Lifetime and current comorbidities on axes I and II were assessed on the basis of the Structured Clinical Interview for DSM-IV (SCID I and II; Wittchen, Zaudig, & Fydrich, 1997). Current depressive symptoms were assessed by the Beck Depression Inventory (BDI; Beck, Ward, Mendelson, Mock, & Erbaugh, 1961). For the exploration of ADHD, a non-standardized interview (according to the DSM-IV criteria) and the Brown attention-deficit disorder (ADD) Scale for adults (Brown, 1996) were applied by clinically experienced psychologists. According to DSM-IV (American Psychiatric Association, 2000), the ADHD interview assesses current cognitive deficits in school or job (as well as in school days prior to the age of 7 years), hyperactivity symptoms, birth-related complications, general mood swings, sleeping problems, substance misuse to relieve ADHD symptoms, and family history of ADHD. Two clinical psychologists performed the interviews and were previously trained by a clinical expert to focus on the specific symptoms. The 40-item Brown ADD Scale for adults helps to assess a wide range of actual symptoms reflecting executive function impairments associated with ADHD that occurred during the past 6 months, including (a) organizing, prioritizing, and activation for work; (b) focusing, sustaining, and shifting attention to tasks; (c) regulating alertness, sustaining effort, and processing speed; (d) managing frustration and modulating emotions, as well as (e) utilizing working memory and accessing recall (Murphy & Adler, 2004). Patients rated these symptoms on a 4-point Likert scale (“never,” “once a week,” “twice a week,” and “daily”). Harrison reported that a high probability of having ADHD would be reflected by a cut-off >55, which was also applied to this study. A current ADHD diagnosis was given when a participant fulfilled the criteria of the interview and the cut-off of the Brown ADD Scale (Harrison, 2004). The Brown ADD Scale has an internal consistency (Cronbach’s α) of α = .96 for adults (Brown, 1996). The lifetime ADHD criteria included a reported diagnosis of ADHD in the past was given by a medical expert. Participants scoring above the cut-off of 55 in the Brown ADD Scale but who did not fulfill the conditions for a current or lifetime ADHD diagnosis in the interview were classified under “recently developed ADHD symptoms.”
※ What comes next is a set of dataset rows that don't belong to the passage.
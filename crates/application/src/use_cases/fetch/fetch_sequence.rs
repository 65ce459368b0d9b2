use crate::ports::ValueFetcher;
use memocache_domain::DomainError;
use serde::Serialize;
use std::sync::Arc;
use std::time::Instant;
use tracing::debug;

#[derive(Debug, Clone, PartialEq, Eq, Serialize)]
pub struct FetchOutcome {
    pub key: String,
    pub value: String,
    pub cache_hit: bool,
    pub elapsed_ms: u64,
}

#[derive(Debug, Clone, Default, Serialize)]
pub struct FetchReport {
    pub outcomes: Vec<FetchOutcome>,
}

impl FetchReport {
    pub fn hits(&self) -> usize {
        self.outcomes.iter().filter(|o| o.cache_hit).count()
    }

    pub fn misses(&self) -> usize {
        self.outcomes.len() - self.hits()
    }
}

/// Issues keys one after another against a fetcher and records what happened.
pub struct FetchSequenceUseCase {
    fetcher: Arc<dyn ValueFetcher>,
}

impl FetchSequenceUseCase {
    pub fn new(fetcher: Arc<dyn ValueFetcher>) -> Self {
        Self { fetcher }
    }

    /// Stops at the first failing key and returns its error.
    pub async fn execute(&self, keys: &[String]) -> Result<FetchReport, DomainError> {
        let mut report = FetchReport {
            outcomes: Vec::with_capacity(keys.len()),
        };

        for key in keys {
            let start = Instant::now();
            let fetched = self.fetcher.fetch(key).await?;
            let elapsed_ms = start.elapsed().as_millis() as u64;

            debug!(
                key = %key,
                cache_hit = fetched.cache_hit,
                elapsed_ms,
                "Fetched key"
            );

            report.outcomes.push(FetchOutcome {
                key: key.clone(),
                value: fetched.value.to_string(),
                cache_hit: fetched.cache_hit,
                elapsed_ms,
            });
        }

        Ok(report)
    }
}
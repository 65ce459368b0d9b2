use serde::{Deserialize, Serialize};

#[derive(Debug, Clone, Deserialize, Serialize)]
pub struct CacheConfig {
    /// Maximum number of admitted keys. Must be greater than zero.
    #[serde(default = "default_capacity")]
    pub capacity: usize,

    /// Treat keys that differ only in ASCII case as the same key.
    #[serde(default)]
    pub case_insensitive_keys: bool,
}

impl Default for CacheConfig {
    fn default() -> Self {
        Self {
            capacity: default_capacity(),
            case_insensitive_keys: false,
        }
    }
}

fn default_capacity() -> usize {
    3
}
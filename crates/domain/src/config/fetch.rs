use serde::{Deserialize, Serialize};

#[derive(Debug, Clone, Deserialize, Serialize)]
pub struct FetchConfig {
    /// Simulated round-trip latency of the remote source, in milliseconds.
    #[serde(default = "default_latency_ms")]
    pub latency_ms: u64,
}

impl Default for FetchConfig {
    fn default() -> Self {
        Self {
            latency_ms: default_latency_ms(),
        }
    }
}

fn default_latency_ms() -> u64 {
    50
}
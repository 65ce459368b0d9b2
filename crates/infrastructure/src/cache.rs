pub mod comparer;
pub mod eviction;
pub mod metrics;
pub mod port;
pub mod storage;

pub use comparer::{ActiveComparer, CaseInsensitive, DefaultComparer, KeyComparer};
pub use eviction::{EvictionPolicy, LruPolicy};
pub use metrics::CacheMetrics;
pub use port::ValueCacheAccess;
pub use storage::BoundedCache;
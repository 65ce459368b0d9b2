use thiserror::Error;

#[derive(Error, Debug, Clone, PartialEq, Eq)]
pub enum DomainError {
    #[error("Invalid cache capacity: {0} (must be greater than zero)")]
    InvalidCapacity(usize),

    #[error("Failed to fetch value for key '{key}': {reason}")]
    FetchFailed { key: String, reason: String },
}
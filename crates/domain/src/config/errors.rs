#[derive(Debug, thiserror::Error)]
pub enum ConfigError {
    #[error("Failed to read config file {0}: {1}")]
    FileRead(String, String),

    #[error("Failed to parse config: {0}")]
    Parse(String),

    #[error("Configuration validation error: {0}")]
    Validation(String),
}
To assess the aspects of self-concept, we applied the Rosenberg Scale (Rosenberg, 1965; investigating self-esteem), the Body Image Questionnaire (BIQ-20; Clement & Löwe, 1996) as well as the Emotional Competence Questionnaire (ECQ; Rindermann, 2009). The Rosenberg Scale is a 10-item questionnaire regarding positive and negative feelings about the self, measured on a 4-point Likert scale. The internal consistency of the items was reported to be Cronbach’s α = .88 (Greenberger, Chen, Dmitrieva, & Farruggia, 2003).
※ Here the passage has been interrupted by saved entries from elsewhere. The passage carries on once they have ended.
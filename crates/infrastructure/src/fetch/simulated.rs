use async_trait::async_trait;
use memocache_application::ports::{Fetched, ValueFetcher};
use memocache_domain::DomainError;
use std::collections::HashSet;
use std::sync::atomic::{AtomicUsize, Ordering};
use std::time::Duration;
use tokio::time::sleep;
use tracing::debug;

/// Stand-in for a remote source: waits a fixed latency, then answers
/// `value-for-<key>`.
pub struct SimulatedFetcher {
    latency: Duration,
    failing_keys: HashSet<String>,
    calls: AtomicUsize,
}

impl SimulatedFetcher {
    pub fn new(latency: Duration) -> Self {
        Self {
            latency,
            failing_keys: HashSet::new(),
            calls: AtomicUsize::new(0),
        }
    }

    /// Makes fetches of `key` fail with [`DomainError::FetchFailed`].
    pub fn failing_on(mut self, key: impl Into<String>) -> Self {
        self.failing_keys.insert(key.into());
        self
    }

    pub fn call_count(&self) -> usize {
        self.calls.load(Ordering::SeqCst)
    }

    pub fn value_for(key: &str) -> String {
        format!("value-for-{}", key)
    }
}

#[async_trait]
impl ValueFetcher for SimulatedFetcher {
    async fn fetch(&self, key: &str) -> Result<Fetched, DomainError> {
        self.calls.fetch_add(1, Ordering::SeqCst);
        if !self.latency.is_zero() {
            sleep(self.latency).await;
        }

        if self.failing_keys.contains(key) {
            return Err(DomainError::FetchFailed {
                key: key.to_string(),
                reason: "simulated upstream failure".to_string(),
            });
        }

        debug!(key = %key, latency_ms = self.latency.as_millis() as u64, "Simulated fetch");
        Ok(Fetched::new(Self::value_for(key), false))
    }
}
/// Eviction policy consumed by [`BoundedCache`](crate::cache::BoundedCache).
///
/// A policy only keeps bookkeeping over keys; it never holds values and never
/// touches the store. The cache calls it under its own lock on every
/// admission, access and removal, so implementations need no internal
/// synchronization.
///
/// After every cache operation the set of tracked keys equals the set of keys
/// in the store.
pub trait EvictionPolicy<K>: Send {
    /// Starts tracking `key` as the most useful key. A key already tracked is
    /// repositioned instead of duplicated.
    fn record_add(&mut self, key: &K);

    /// Repositions `key` as the most useful key. Untracked keys are ignored.
    fn record_access(&mut self, key: &K);

    /// Stops tracking `key`. Untracked keys are ignored.
    fn record_removal(&mut self, key: &K);

    /// Stops tracking the least useful key and returns it, or `None` when
    /// nothing is tracked.
    fn try_evict(&mut self) -> Option<K>;

    fn len(&self) -> usize;

    fn is_empty(&self) -> bool {
        self.len() == 0
    }

    /// Tracked keys ordered from least useful (next victim) to most useful.
    fn tracked_keys(&self) -> Vec<K>;

    fn clear(&mut self) {
        while self.try_evict().is_some() {}
    }

    fn name(&self) -> &'static str {
        "custom"
    }
}

impl<K, P: EvictionPolicy<K> + ?Sized> EvictionPolicy<K> for Box<P> {
    #[inline]
    fn record_add(&mut self, key: &K) {
        (**self).record_add(key)
    }

    #[inline]
    fn record_access(&mut self, key: &K) {
        (**self).record_access(key)
    }

    #[inline]
    fn record_removal(&mut self, key: &K) {
        (**self).record_removal(key)
    }

    #[inline]
    fn try_evict(&mut self) -> Option<K> {
        (**self).try_evict()
    }

    fn len(&self) -> usize {
        (**self).len()
    }

    fn tracked_keys(&self) -> Vec<K> {
        (**self).tracked_keys()
    }

    fn clear(&mut self) {
        (**self).clear()
    }

    fn name(&self) -> &'static str {
        (**self).name()
    }
}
The BIQ-20 that comprises 20 items identifies body image disturbances by measuring “rejection of the body image” and “vital body image.” The internal consistencies for the scales range from 0.65 to 0.91 in German samples. The cross-validation of the scales’ factorial structure revealed a high stability across one clinical and two non-clinical sample populations (Clement & Löwe, 1996). The ECQ assesses participant’s abilities in (a) recognizing and understanding one’s own emotions; (b) recognizing and understanding the emotions of others (being able to perceive and understand others’ emotions based on their behavior, spoken communication, facial expression, and gestures depending on the situation); (c) regulating and controlling one’s own emotions; and (d) emotional expressiveness (being able and willing to express one’s feelings). Internal consistencies of the scales ranged between α = 0.89 and 0.93 (Rindermann, 2009).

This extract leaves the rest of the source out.